*Work instructions:* Starting at the top of the entries below, set down each line exactly as written, and stop after the line containing "pub struct ApplySubmission".

*Working data:*

//! Job-application submission payload.

use serde::{Deserialize, Serialize};
use serde_json::error::Category;
use thiserror::Error;

use super::validators::{is_email, is_http_url, is_iso8601};

/// Minimum length of the applicant name, in characters.
pub const MIN_NAME_LEN: usize = 2;

/// A single rule violation.
#[derive(Debug, Clone, PartialEq, Eq, Serialize)]
pub struct FieldError {
    pub field: String,
    pub message: String,
}

impl FieldError {
    fn new(field: &str, message: impl Into<String>) -> Self {
        Self {
            field: field.to_string(),
            message: message.into(),
        }
    }
}

/// Every rule the payload broke.
#[derive(Debug, Clone, Error, PartialEq, Eq)]
#[error("submission failed validation on {} field(s)", .errors.len())]
pub struct ValidationError {
    pub errors: Vec<FieldError>,
}

/// Why a raw body could not become an [`ApplySubmission`].
#[derive(Debug, Error)]
pub enum SubmissionError {
    /// The body is not JSON at all.
    #[error("request body is not valid JSON: {0}")]
    MalformedJson(#[source] serde_json::Error),

    /// Well-formed JSON with the wrong shape or values.
    #[error(transparent)]
    Invalid(#[from] ValidationError),
}

/// Application submission payload.
///
/// Field names match the JSON keys sent by the caller. Unknown keys are
/// ignored.
#[derive(Debug, Clone, PartialEq, Eq, Serialize, Deserialize)]
pub struct ApplySubmission {
    /// ISO-8601 submission time
    pub timestamp: String,
    pub name: String,
    pub email: String,
    pub resume_link: String,
    pub repository_link: String,
    pub action_run_link: String,
}

impl ApplySubmission {
    /// Parse and validate a raw JSON body.
    pub fn from_slice(raw: &[u8]) -> Result<Self, SubmissionError> {
        let submission: ApplySubmission = serde_json::from_slice(raw).map_err(|e| {
            match e.classify() {
                Category::Data => SubmissionError::Invalid(ValidationError {
                    errors: vec![FieldError::new("body", e.to_string())],
                }),
                Category::Syntax | Category::Eof | Category::Io => {
                    SubmissionError::MalformedJson(e)
                }
            }
        })?;

        submission.validate()?;
        Ok(submission)
    }

    /// Check every field rule, collecting all violations.
    pub fn validate(&self) -> Result<(), ValidationError> {
        let mut errors = Vec::new();

        if !is_iso8601(&self.timestamp) {
            errors.push(FieldError::new(
                "timestamp",
                "The timestamp must be valid ISO 8601",
            ));
        }

        if self.name.chars().count() < MIN_NAME_LEN {
            errors.push(FieldError::new(
                "name",
                format!("Name must be at least {} characters", MIN_NAME_LEN),
            ));
        }

        if !is_email(&self.email) {
            errors.push(FieldError::new("email", "Must be a valid email address"));
        }

        for (field, value) in [
            ("resume_link", &self.resume_link),
            ("repository_link", &self.repository_link),
            ("action_run_link", &self.action_run_link),
        ] {
            if !is_http_url(value) {
                errors.push(FieldError::new(field, "Must be a valid http or https URL"));
            }
        }

        if errors.is_empty() {
            Ok(())
        } else {
            Err(ValidationError { errors })
        }
    }
}

#[cfg(test)]
mod tests {
    use super::*;
    use serde_json::{json, Value};

    fn valid_payload() -> Value {
        json!({
            "timestamp": "2026-01-06T16:59:37.571Z",
            "name": "Jane Doe",
            "email": "jane@example.com",
            "resume_link": "https://example.com/resume",
            "repository_link": "https://github.com/jane/repo",
            "action_run_link": "https://github.com/jane/repo/actions/runs/1",
        })
    }

    fn with(field: &str, value: Value) -> Vec<u8> {
        let mut payload = valid_payload();
        payload[field] = value;
        serde_json::to_vec(&payload).unwrap()
    }

    fn invalid_fields(raw: &[u8]) -> Vec<String> {
        match ApplySubmission::from_slice(raw) {
            Err(SubmissionError::Invalid(err)) => {
                err.errors.into_iter().map(|e| e.field).collect()
            }
            other => panic!("expected validation failure, got {:?}", other),
        }
    }

    #[test]
    fn test_valid_submission() {
        let raw = serde_json::to_vec(&valid_payload()).unwrap();
        let submission = ApplySubmission::from_slice(&raw).unwrap();
        assert_eq!(submission.name, "Jane Doe");
        assert_eq!(submission.email, "jane@example.com");
    }

    #[test]
    fn test_extra_fields_ignored() {
        let raw = with("extra", json!("ignored"));
        assert!(ApplySubmission::from_slice(&raw).is_ok());
    }

    #[test]
    fn test_name_length_boundary() {
        assert_eq!(invalid_fields(&with("name", json!("J"))), vec!["name"]);
        assert!(ApplySubmission::from_slice(&with("name", json!("Jo"))).is_ok());
        // two characters, more than two bytes
        assert!(ApplySubmission::from_slice(&with("name", json!("Zoë"))).is_ok());
    }

    #[test]
    fn test_name_must_be_string() {
        assert_eq!(invalid_fields(&with("name", json!(123))), vec!["body"]);
    }

    #[test]
    fn test_missing_field() {
        let mut payload = valid_payload();
        payload.as_object_mut().unwrap().remove("email");
        let raw = serde_json::to_vec(&payload).unwrap();
        assert_eq!(invalid_fields(&raw), vec!["body"]);
    }

    #[test]
    fn test_email_invalid() {
        assert_eq!(
            invalid_fields(&with("email", json!("not-an-email"))),
            vec!["email"]
        );
    }

    #[test]
    fn test_timestamp_invalid() {
        assert_eq!(
            invalid_fields(&with("timestamp", json!("not-a-date"))),
            vec!["timestamp"]
        );
    }

    #[test]
    fn test_links() {
        assert_eq!(
            invalid_fields(&with("resume_link", json!("ftp://example.com/resume"))),
            vec!["resume_link"]
        );
        assert_eq!(
            invalid_fields(&with("repository_link", json!("https://"))),
            vec!["repository_link"]
        );
        assert_eq!(
            invalid_fields(&with("action_run_link", json!("not a url"))),
            vec!["action_run_link"]
        );
    }

    #[test]
    fn test_all_violations_reported() {
        let raw = serde_json::to_vec(&json!({
            "timestamp": "yesterday",
            "name": "J",
            "email": "nope",
            "resume_link": "ftp://x.com",
            "repository_link": "https://",
            "action_run_link": "https://github.com/jane/repo/actions/runs/1",
        }))
        .unwrap();
        assert_eq!(
            invalid_fields(&raw),
            vec!["timestamp", "name", "email", "resume_link", "repository_link"]
        );
    }

    #[test]
    fn test_not_json() {
        assert!(matches!(
            ApplySubmission::from_slice(b"not valid json"),
            Err(SubmissionError::MalformedJson(_))
        ));
        assert!(matches!(
            ApplySubmission::from_slice(b""),
            Err(SubmissionError::MalformedJson(_))
        ));
    }

    #[test]
    fn test_wrong_top_level_shape() {
        assert_eq!(invalid_fields(br#"{"wrong":"shape"}"#), vec!["body"]);
        assert_eq!(invalid_fields(b"[1, 2, 3]"), vec!["body"]);
    }
}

*Answer to the problem:*
//! Job-application submission payload.

use serde::{Deserialize, Serialize};
use serde_json::error::Category;
use thiserror::Error;

use super::validators::{is_email, is_http_url, is_iso8601};

/// Minimum length of the applicant name, in characters.
pub const MIN_NAME_LEN: usize = 2;

/// A single rule violation.
#[derive(Debug, Clone, PartialEq, Eq, Serialize)]
pub struct FieldError {
    pub field: String,
    pub message: String,
}

impl FieldError {
    fn new(field: &str, message: impl Into<String>) -> Self {
        Self {
            field: field.to_string(),
            message: message.into(),
        }
    }
}

/// Every rule the payload broke.
#[derive(Debug, Clone, Error, PartialEq, Eq)]
#[error("submission failed validation on {} field(s)", .errors.len())]
pub struct ValidationError {
    pub errors: Vec<FieldError>,
}

/// Why a raw body could not become an [`ApplySubmission`].
#[derive(Debug, Error)]
pub enum SubmissionError {
    /// The body is not JSON at all.
    #[error("request body is not valid JSON: {0}")]
    MalformedJson(#[source] serde_json::Error),

    /// Well-formed JSON with the wrong shape or values.
    #[error(transparent)]
    Invalid(#[from] ValidationError),
}

/// Application submission payload.
///
/// Field names match the JSON keys sent by the caller. Unknown keys are
/// ignored.
#[derive(Debug, Clone, PartialEq, Eq, Serialize, Deserialize)]
pub struct ApplySubmission {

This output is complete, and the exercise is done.